— About this task —
Each line of the entries below that holds "every" is needed, copied in full.

-- Listed entries follows --

use serde::{Deserialize, Serialize};

/// Prefix carried by every role string inside a token and by every granted
/// authority derived from one.
pub const ROLE_PREFIX: &str = "ROLE_";

/// Claims embedded in every session token issued by the server.
///
/// Tokens are stateless: there is no session row behind them. Validity is
/// decided from the HMAC signature and `exp` alone, so a token stays usable
/// until it expires (no revocation).
#[derive(Debug, Clone, PartialEq, Eq, Serialize, Deserialize)]
pub struct SessionClaims {
    /// Standard JWT subject: the account email.
    pub sub: String,

    /// Granted authorities, each already carrying the `ROLE_` prefix.
    #[serde(default)]
    pub roles: Vec<String>,

    /// Issued-at (Unix timestamp, seconds).
    pub iat: u64,

    /// Standard JWT expiry (Unix timestamp, seconds).
    pub exp: u64,
}

impl SessionClaims {
    /// Build claims for `email`, prefixing each role name with `ROLE_`.
    pub fn new<I, S>(email: &str, roles: I, iat: u64, ttl_secs: u64) -> Self
    where
        I: IntoIterator<Item = S>,
        S: AsRef<str>,
    {
        Self {
            sub: email.to_string(),
            roles: roles
                .into_iter()
                .map(|role| format!("{}{}", ROLE_PREFIX, role.as_ref()))
                .collect(),
            iat,
            exp: iat.saturating_add(ttl_secs),
        }
    }

    /// True when `exp` is at or before `now`.
    pub fn is_expired_at(&self, now: u64) -> bool {
        self.exp <= now
    }

    /// True when the claims carry no subject.
    pub fn is_empty(&self) -> bool {
        self.sub.trim().is_empty()
    }
}

#[cfg(test)]
mod tests {
    use super::*;

    #[test]
    fn new_prefixes_roles_and_sets_expiry() {
        let c = SessionClaims::new("a@b.io", ["USER", "ADMIN"], 1_000, 259_200);
        assert_eq!(c.roles, vec!["ROLE_USER", "ROLE_ADMIN"]);
        assert_eq!(c.exp, 260_200);
    }

    #[test]
    fn expiry_boundary_is_exclusive() {
        let c = SessionClaims::new("a@b.io", Vec::<String>::new(), 100, 10);
        assert!(!c.is_expired_at(109));
        assert!(c.is_expired_at(110));
    }
}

-- Listed entries concluded --

— Response to the exercise —
/// Prefix carried by every role string inside a token and by every granted
/// Claims embedded in every session token issued by the server.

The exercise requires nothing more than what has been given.